Note the usage of a nested property instead of a fields property.

This configures the View to index the objects in the dimensions array so that you can use the Question mark operator to query the nested objects. The default identity Analyzer is used for the fields because none is specified explicitly.

Defining how often the conditions need to be true

You can optionally specify a quantifier to define how often the conditions need to be true for the entire array. The following query matches documents that have one or two nested objects with a height greater than 40:

FOR doc IN viewName
  SEARCH doc.dimensions[? 1..2 FILTER CURRENT.type == "height" AND CURRENT.value > 40]
  RETURN doc

If you leave out the quantifier, it defaults to ANY. The conditions need to be fulfilled by at least one sub-object, but more than one sub-object may meet the conditions. With a quantity of 1, it would need to be one match exactly. Similarly, ranges require an exact match between the minimum and maximum number, including the specified boundaries. To require two or more sub-objects to fulfill the conditions, you can use AT LEAST (2), and so on.

  • To use the question mark operator with the ALL quantifier in SEARCH queries against arangosearch Views, you need at least ArangoDB v3.10.1 and set the storeValues property of the View to "id".
  • The expression of the AT LEAST quantifier needs to evaluate to a number before the search is performed. It can therefore not reference the document emitted by FOR doc IN viewName, nor the CURRENT pseudo-variable.
  • Using the question mark operator without quantifier and filter conditions ([?]) is possible but cannot utilize indexes.

Searching deeply nested data

You can index and search for multiple levels of objects in arrays.

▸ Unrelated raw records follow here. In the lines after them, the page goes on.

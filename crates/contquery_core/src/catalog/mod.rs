//! Versioned registry of aggregate functions and their combine descriptors.
//!
//! Aggregates are registered with the functions they're built from
//! (transition and finalize). Combine descriptors are registered separately,
//! keyed by the (finalize, transition) pair, so two aggregates built from the
//! same functions share a single combine descriptor.
pub mod descriptor;
pub mod resolver;

use std::fmt;
use std::sync::atomic::{AtomicU64, Ordering};

use contquery_error::{DbError, Result};
use hashbrown::HashMap;
use serde::{Deserialize, Serialize};
use tracing::debug;

use crate::arrays::datatype::DataType;
use crate::arrays::scalar::ScalarValue;
use crate::functions::aggregate::AggregateBehavior;
use crate::functions::aggregate::builtin::builtin_aggregates;
use crate::functions::documentation::Documentation;

#[derive(Debug, Clone, Copy, PartialEq, Eq, Hash, PartialOrd, Ord, Serialize, Deserialize)]
pub struct AggregateId(pub u32);

impl fmt::Display for AggregateId {
    fn fmt(&self, f: &mut fmt::Formatter<'_>) -> fmt::Result {
        write!(f, "agg#{}", self.0)
    }
}

#[derive(Debug, Clone, Copy, PartialEq, Eq, Hash, PartialOrd, Ord)]
pub struct FunctionId(pub u32);

#[derive(Debug, Clone, Copy, PartialEq, Eq, Hash)]
pub enum AggregateKind {
    Normal,
    /// `percentile_cont(0.5) WITHIN GROUP (ORDER BY x)`
    OrderedSet,
    /// `rank(3) WITHIN GROUP (ORDER BY x)`
    Hypothetical,
}

/// Type of an aggregate's transition state.
#[derive(Debug, Clone, PartialEq, Eq, Hash)]
pub enum StateType {
    /// State is a regular value of this type.
    Value(DataType),
    /// Opaque state, only transportable through serialize/deserialize.
    Internal,
}

impl StateType {
    pub const fn is_internal(&self) -> bool {
        matches!(self, StateType::Internal)
    }

    /// Type of the column holding this state in a materialized relation.
    pub fn storage_type(&self) -> DataType {
        match self {
            Self::Value(datatype) => datatype.clone(),
            Self::Internal => DataType::Binary,
        }
    }
}

impl fmt::Display for StateType {
    fn fmt(&self, f: &mut fmt::Formatter<'_>) -> fmt::Result {
        match self {
            Self::Value(datatype) => write!(f, "{datatype}"),
            Self::Internal => write!(f, "internal"),
        }
    }
}

/// How an aggregate's result type is derived from its argument types.
#[derive(Debug, Clone, PartialEq, Eq, Hash)]
pub enum ReturnType {
    Fixed(DataType),
    /// Same type as the argument at this position.
    SameAsArg(usize),
    /// A list of the argument at this position.
    ListOfArg(usize),
}

impl ReturnType {
    pub fn resolve(&self, args: &[DataType]) -> DataType {
        match self {
            Self::Fixed(datatype) => datatype.clone(),
            Self::SameAsArg(idx) => args.get(*idx).cloned().unwrap_or(DataType::Any),
            Self::ListOfArg(idx) => DataType::list(args.get(*idx).cloned().unwrap_or(DataType::Any)),
        }
    }
}

/// A function referenced by an aggregate definition.
#[derive(Debug, Clone, PartialEq, Eq)]
pub struct FunctionDef {
    pub name: String,
    /// Strict functions are never called with null inputs.
    pub strict: bool,
}

impl FunctionDef {
    pub fn strict(name: impl Into<String>) -> Self {
        FunctionDef {
            name: name.into(),
            strict: true,
        }
    }

    pub fn non_strict(name: impl Into<String>) -> Self {
        FunctionDef {
            name: name.into(),
            strict: false,
        }
    }
}

/// Everything needed to register a new aggregate.
#[derive(Debug, Clone)]
pub struct AggregateDefinition {
    pub name: String,
    /// Argument types, including direct arguments for ordered-set aggregates.
    pub arg_types: Vec<DataType>,
    pub kind: AggregateKind,
    /// Leading arguments evaluated once per group and passed to finalize.
    pub num_direct_args: usize,
    pub transition: FunctionDef,
    pub finalize: Option<FunctionDef>,
    pub state_type: StateType,
    pub return_type: ReturnType,
    pub initial_value: Option<ScalarValue>,
    pub behavior: &'static dyn AggregateBehavior,
    pub doc: Option<&'static Documentation>,
}

impl AggregateDefinition {
    /// Start a definition for a normal aggregate whose result is the raw
    /// state.
    pub fn new(
        name: impl Into<String>,
        arg_types: Vec<DataType>,
        transition: FunctionDef,
        state_type: StateType,
        behavior: &'static dyn AggregateBehavior,
    ) -> Self {
        let return_type = match &state_type {
            StateType::Value(datatype) => ReturnType::Fixed(datatype.clone()),
            StateType::Internal => ReturnType::Fixed(DataType::Binary),
        };
        AggregateDefinition {
            name: name.into(),
            arg_types,
            kind: AggregateKind::Normal,
            num_direct_args: 0,
            transition,
            finalize: None,
            state_type,
            return_type,
            initial_value: None,
            behavior,
            doc: None,
        }
    }

    pub fn with_finalize(mut self, finalize: FunctionDef, return_type: ReturnType) -> Self {
        self.finalize = Some(finalize);
        self.return_type = return_type;
        self
    }

    pub fn with_return_type(mut self, return_type: ReturnType) -> Self {
        self.return_type = return_type;
        self
    }

    pub fn with_initial_value(mut self, value: impl Into<ScalarValue>) -> Self {
        self.initial_value = Some(value.into());
        self
    }

    pub fn with_kind(mut self, kind: AggregateKind, num_direct_args: usize) -> Self {
        self.kind = kind;
        self.num_direct_args = num_direct_args;
        self
    }

    pub fn with_doc(mut self, doc: &'static Documentation) -> Self {
        self.doc = Some(doc);
        self
    }
}

/// Combine descriptor for an existing aggregate.
#[derive(Debug, Clone)]
pub struct CombinerDefinition {
    pub combine: FunctionDef,
    pub serialize: Option<FunctionDef>,
    pub deserialize: Option<FunctionDef>,
    /// Type the combine function takes and returns.
    pub state_type: StateType,
}

impl CombinerDefinition {
    pub fn new(combine: FunctionDef, state_type: StateType) -> Self {
        CombinerDefinition {
            combine,
            serialize: None,
            deserialize: None,
            state_type,
        }
    }

    pub fn with_serialization(mut self, serialize: FunctionDef, deserialize: FunctionDef) -> Self {
        self.serialize = Some(serialize);
        self.deserialize = Some(deserialize);
        self
    }
}

#[derive(Debug, Clone, PartialEq, Eq)]
pub struct FunctionEntry {
    pub id: FunctionId,
    pub name: String,
    pub strict: bool,
}

#[derive(Debug, Clone)]
pub struct AggregateEntry {
    pub id: AggregateId,
    pub name: String,
    pub arg_types: Vec<DataType>,
    pub kind: AggregateKind,
    pub num_direct_args: usize,
    pub transition_fn: FunctionId,
    pub finalize_fn: Option<FunctionId>,
    pub state_type: StateType,
    pub return_type: ReturnType,
    pub initial_value: Option<ScalarValue>,
    pub behavior: &'static dyn AggregateBehavior,
    pub doc: Option<&'static Documentation>,
}

#[derive(Debug, Clone, Copy, PartialEq, Eq)]
pub struct CombineEntry {
    pub combine_fn: FunctionId,
    pub serialize_fn: Option<FunctionId>,
    pub deserialize_fn: Option<FunctionId>,
}

/// Key of the combine table.
type CombineKey = (Option<FunctionId>, FunctionId);

#[derive(Debug)]
pub struct AggregateCatalog {
    /// Bumped on every registration.
    version: u64,
    functions: Vec<FunctionEntry>,
    function_names: HashMap<String, FunctionId>,
    aggregates: Vec<AggregateEntry>,
    by_name: HashMap<String, Vec<AggregateId>>,
    combiners: HashMap<CombineKey, CombineEntry>,
    /// Number of aggregate lookups served.
    lookups: AtomicU64,
}

impl Clone for AggregateCatalog {
    fn clone(&self) -> Self {
        AggregateCatalog {
            version: self.version,
            functions: self.functions.clone(),
            function_names: self.function_names.clone(),
            aggregates: self.aggregates.clone(),
            by_name: self.by_name.clone(),
            combiners: self.combiners.clone(),
            lookups: AtomicU64::new(self.lookups.load(Ordering::Relaxed)),
        }
    }
}

impl Default for AggregateCatalog {
    fn default() -> Self {
        Self::new()
    }
}

impl AggregateCatalog {
    /// Create an empty catalog.
    pub fn new() -> Self {
        AggregateCatalog {
            version: 0,
            functions: Vec::new(),
            function_names: HashMap::new(),
            aggregates: Vec::new(),
            by_name: HashMap::new(),
            combiners: HashMap::new(),
            lookups: AtomicU64::new(0),
        }
    }

    /// Create a catalog containing every builtin aggregate.
    pub fn with_builtins() -> Result<Self> {
        let mut catalog = Self::new();
        for (def, combiner) in builtin_aggregates() {
            let id = catalog.define_aggregate(def)?;
            if let Some(combiner) = combiner {
                catalog.define_combiner(id, combiner)?;
            }
        }
        debug!(
            aggregates = catalog.aggregates.len(),
            combiners = catalog.combiners.len(),
            "loaded builtin aggregates"
        );
        Ok(catalog)
    }

    pub fn version(&self) -> u64 {
        self.version
    }

    /// Number of aggregate lookups served by this catalog.
    pub fn lookup_count(&self) -> u64 {
        self.lookups.load(Ordering::Relaxed)
    }

    pub fn define_aggregate(&mut self, def: AggregateDefinition) -> Result<AggregateId> {
        if def.num_direct_args > def.arg_types.len() {
            return Err(DbError::new("Aggregate has more direct arguments than arguments")
                .with_field("aggregate", def.name));
        }
        if def.kind == AggregateKind::Normal && def.num_direct_args != 0 {
            return Err(DbError::new("Only ordered-set aggregates accept direct arguments")
                .with_field("aggregate", def.name));
        }
        if self.overloads(&def.name).iter().any(|id| {
            self.aggregates[id.0 as usize].arg_types == def.arg_types
        }) {
            return Err(DbError::new(format!(
                "Aggregate '{}' already exists with the same argument types",
                def.name
            )));
        }

        // A strict transition without an initial value adopts the first input
        // as its state, so the input must already be of the state type.
        if def.transition.strict && def.initial_value.is_none() {
            let aggregated = &def.arg_types[def.num_direct_args..];
            let compatible = match &def.state_type {
                StateType::Value(state) => {
                    aggregated.len() == 1 && aggregated[0].is_coercible_to(state)
                }
                StateType::Internal => false,
            };
            if !compatible {
                return Err(DbError::new(
                    "Strict transition function without an initial value requires a single argument of the state type",
                )
                .with_field("aggregate", def.name));
            }
        }

        let transition_fn = self.intern_function(&def.transition)?;
        let finalize_fn = match &def.finalize {
            Some(finalize) => Some(self.intern_function(finalize)?),
            None => None,
        };

        let id = AggregateId(self.aggregates.len() as u32);
        self.by_name.entry(def.name.clone()).or_default().push(id);
        self.aggregates.push(AggregateEntry {
            id,
            name: def.name,
            arg_types: def.arg_types,
            kind: def.kind,
            num_direct_args: def.num_direct_args,
            transition_fn,
            finalize_fn,
            state_type: def.state_type,
            return_type: def.return_type,
            initial_value: def.initial_value,
            behavior: def.behavior,
            doc: def.doc,
        });
        self.version += 1;

        Ok(id)
    }

    pub fn define_combiner(&mut self, aggregate: AggregateId, def: CombinerDefinition) -> Result<()> {
        let entry = self
            .aggregates
            .get(aggregate.0 as usize)
            .ok_or_else(|| DbError::new(format!("Missing aggregate {aggregate}")))?;

        let key = (entry.finalize_fn, entry.transition_fn);
        if self.combiners.contains_key(&key) {
            return Err(DbError::new(format!(
                "Combine function already defined for aggregate '{}'",
                entry.name
            )));
        }
        if def.state_type != entry.state_type {
            return Err(DbError::new(format!(
                "Combine function for '{}' must take and return {}, got {}",
                entry.name, entry.state_type, def.state_type
            )));
        }
        if entry.state_type.is_internal() && (def.serialize.is_none() || def.deserialize.is_none())
        {
            return Err(DbError::new(format!(
                "Aggregate '{}' has internal state and requires serialize and deserialize functions",
                entry.name
            )));
        }

        let combine_fn = self.intern_function(&def.combine)?;
        let serialize_fn = match &def.serialize {
            Some(f) => Some(self.intern_function(f)?),
            None => None,
        };
        let deserialize_fn = match &def.deserialize {
            Some(f) => Some(self.intern_function(f)?),
            None => None,
        };

        self.combiners.insert(
            key,
            CombineEntry {
                combine_fn,
                serialize_fn,
                deserialize_fn,
            },
        );
        self.version += 1;

        Ok(())
    }

    pub fn aggregate(&self, id: AggregateId) -> Option<&AggregateEntry> {
        self.lookups.fetch_add(1, Ordering::Relaxed);
        self.aggregates.get(id.0 as usize)
    }

    /// All aggregates registered under a name.
    pub fn overloads(&self, name: &str) -> &[AggregateId] {
        self.by_name.get(name).map(|ids| ids.as_slice()).unwrap_or(&[])
    }

    pub fn aggregate_names(&self) -> impl Iterator<Item = &str> {
        self.by_name.keys().map(|s| s.as_str())
    }

    pub fn function(&self, id: FunctionId) -> Option<&FunctionEntry> {
        self.functions.get(id.0 as usize)
    }

    pub fn combiner_for(&self, entry: &AggregateEntry) -> Option<&CombineEntry> {
        self.combiners.get(&(entry.finalize_fn, entry.transition_fn))
    }

    fn intern_function(&mut self, def: &FunctionDef) -> Result<FunctionId> {
        if let Some(id) = self.function_names.get(&def.name) {
            let existing = &self.functions[id.0 as usize];
            if existing.strict != def.strict {
                return Err(DbError::new(format!(
                    "Function '{}' already registered with different strictness",
                    def.name
                )));
            }
            return Ok(*id);
        }

        let id = FunctionId(self.functions.len() as u32);
        self.functions.push(FunctionEntry {
            id,
            name: def.name.clone(),
            strict: def.strict,
        });
        self.function_names.insert(def.name.clone(), id);
        Ok(id)
    }
}
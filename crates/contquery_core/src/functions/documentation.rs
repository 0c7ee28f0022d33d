/// Function categories.
#[derive(Debug, Clone, Copy, PartialEq, Eq)]
pub enum Category {
    Aggregate(AggregateCategory),
    Numeric,
    DateTime,
    String,
    /// Readers for sketches built by approximate aggregates.
    Sketch,
    General,
}

#[derive(Debug, Clone, Copy, PartialEq, Eq)]
pub enum AggregateCategory {
    General,
    /// Ordered-set and hypothetical-set aggregates.
    OrderedSet,
    Approximate,
    /// Variants safe for partial aggregation over streams.
    Streaming,
}

impl Category {
    pub const GENERAL_PURPOSE_AGGREGATE: Self = Category::Aggregate(AggregateCategory::General);
    pub const ORDERED_SET_AGGREGATE: Self = Category::Aggregate(AggregateCategory::OrderedSet);
    pub const APPROXIMATE_AGGREGATE: Self = Category::Aggregate(AggregateCategory::Approximate);
    pub const STREAMING_AGGREGATE: Self = Category::Aggregate(AggregateCategory::Streaming);

    pub const fn as_str(&self) -> &'static str {
        match self {
            Self::Aggregate(AggregateCategory::General) => "general_purpose_aggregate",
            Self::Aggregate(AggregateCategory::OrderedSet) => "ordered_set_aggregate",
            Self::Aggregate(AggregateCategory::Approximate) => "approximate_aggregate",
            Self::Aggregate(AggregateCategory::Streaming) => "streaming_aggregate",
            Self::Numeric => "numeric",
            Self::DateTime => "datetime",
            Self::String => "string",
            Self::Sketch => "sketch",
            Self::General => "general",
        }
    }
}

/// Documentation for a single function variant.
#[derive(Debug, Clone, Copy)]
pub struct Documentation {
    /// Category this function belongs in.
    pub category: Category,
    /// Description of the function.
    pub description: &'static str,
    /// Argument names for this variant.
    pub arguments: &'static [&'static str],
    /// An optional example for the function.
    pub example: Option<Example>,
}

/// A simple example.
#[derive(Debug, Clone, Copy)]
pub struct Example {
    /// Example usage of the function, just the call itself.
    pub example: &'static str,
    /// The output for the above example.
    pub output: &'static str,
}
pub mod node;

use std::collections::BTreeMap;
use std::fmt;

use serde::{Deserialize, Serialize};

/// Configuration for producing explain entries.
#[derive(Debug, Clone, Copy, Default, PartialEq, Eq)]
pub struct ExplainConfig {
    pub verbose: bool,
}

/// Values attached to an explain entry.
#[derive(Debug, Clone, PartialEq, Eq, Serialize, Deserialize)]
pub enum ExplainValue {
    Value(String),
    Values(Vec<String>),
}

impl fmt::Display for ExplainValue {
    fn fmt(&self, f: &mut fmt::Formatter<'_>) -> fmt::Result {
        match self {
            Self::Value(v) => write!(f, "{v}"),
            Self::Values(vs) => write!(f, "[{}]", vs.join(", ")),
        }
    }
}

#[derive(Debug, Clone, PartialEq, Eq, Serialize, Deserialize)]
pub struct ExplainEntry {
    pub name: String,
    pub items: BTreeMap<String, ExplainValue>,
}

/// Builds up an explain entry, skipping verbose-only items when not
/// requested.
#[derive(Debug)]
pub struct EntryBuilder {
    conf: ExplainConfig,
    entry: ExplainEntry,
}

impl EntryBuilder {
    pub fn new(name: impl Into<String>, conf: ExplainConfig) -> Self {
        EntryBuilder {
            conf,
            entry: ExplainEntry {
                name: name.into(),
                items: BTreeMap::new(),
            },
        }
    }

    pub fn with_value(mut self, key: impl Into<String>, value: impl fmt::Display) -> Self {
        self.entry
            .items
            .insert(key.into(), ExplainValue::Value(value.to_string()));
        self
    }

    pub fn with_values<T: fmt::Display>(
        mut self,
        key: impl Into<String>,
        values: impl IntoIterator<Item = T>,
    ) -> Self {
        let values = values.into_iter().map(|v| v.to_string()).collect();
        self.entry
            .items
            .insert(key.into(), ExplainValue::Values(values));
        self
    }

    pub fn with_value_if_verbose(self, key: impl Into<String>, value: impl fmt::Display) -> Self {
        if self.conf.verbose {
            self.with_value(key, value)
        } else {
            self
        }
    }

    pub fn build(self) -> ExplainEntry {
        self.entry
    }
}

/// Something that can be described in an explain output.
pub trait Explainable {
    fn explain_entry(&self, conf: ExplainConfig) -> ExplainEntry;
}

Consider the following document:

{
  "dimensions": [
    {
      "part": "frame",
      "measurements": [
        { "type": "height", "value": 47 },
        { "type": "width", "value": 72 }
      ],
      "comments": "Slightly damaged at the bottom right corner."
    },
    {
      "part": "canvas",
      "measurements": [
        { "type": "height", "value": 35 },
        { "type": "width", "value": 60 }
      ]
    }
  ]
}

To index the array of dimension objects and the nested array of measurement objects, you can use an inverted index and search-view View definition like the following, using arangosh:

db.<collection>.ensureIndex({
  name: "inv-nest-deep",
  type: "inverted",
  fields: [
    {
      name: "dimensions",
      nested: [
        {
          name: "measurements",
          nested: [
            { name: "type" },
            { name: "value" }
          ]
        },
        "part",
        {
          name: "comments",
          analyzer: "text_en"
        }
      ]
    }
  ]
});

db._createView("viewName", "search-alias", { indexes: [
  { collection: "<collection>", index: "inv-nest-deep" }
]});

To index the array of dimension objects and the nested array of measurement objects, you can use an arangosearch View definition like the following:

{
  "links": {
    "<collection>": {
      "fields": {
        "dimensions": {
          "nested": {
            "measurements": {
              "nested": {
                "type": {},
                "value": {}
              }
            },
            "part": {},
            "comments": {
              "analyzers": [
                "text_en"
              ]
            }
          }
        }
      }
    }
  }
}

The default identity Analyzer is used for the type, value, and part attributes, and the built-in text_en is used for the comments.

A possible query is to search for frames with damaged corners that are not wider than 80, using a question mark operator to check the part and comments, and a nested question mark operator to check the type and value:

FOR doc IN viewName
  SEARCH doc.dimensions[? FILTER CURRENT.part == "frame" AND
         ANALYZER(TOKENS("corner damage", "text_en") ALL == CURRENT.comments, "text_en") AND
         CURRENT.measurements[? FILTER CURRENT.type == "width" AND CURRENT.value <= 80]]
  RETURN doc

The conditions of the inner question mark operator need to be satisfied by a single measurement object. The conditions of the outer question mark operator need to be satisfied by a single dimension object, including the measurement conditions of the inner operator. The example document does match these conditions.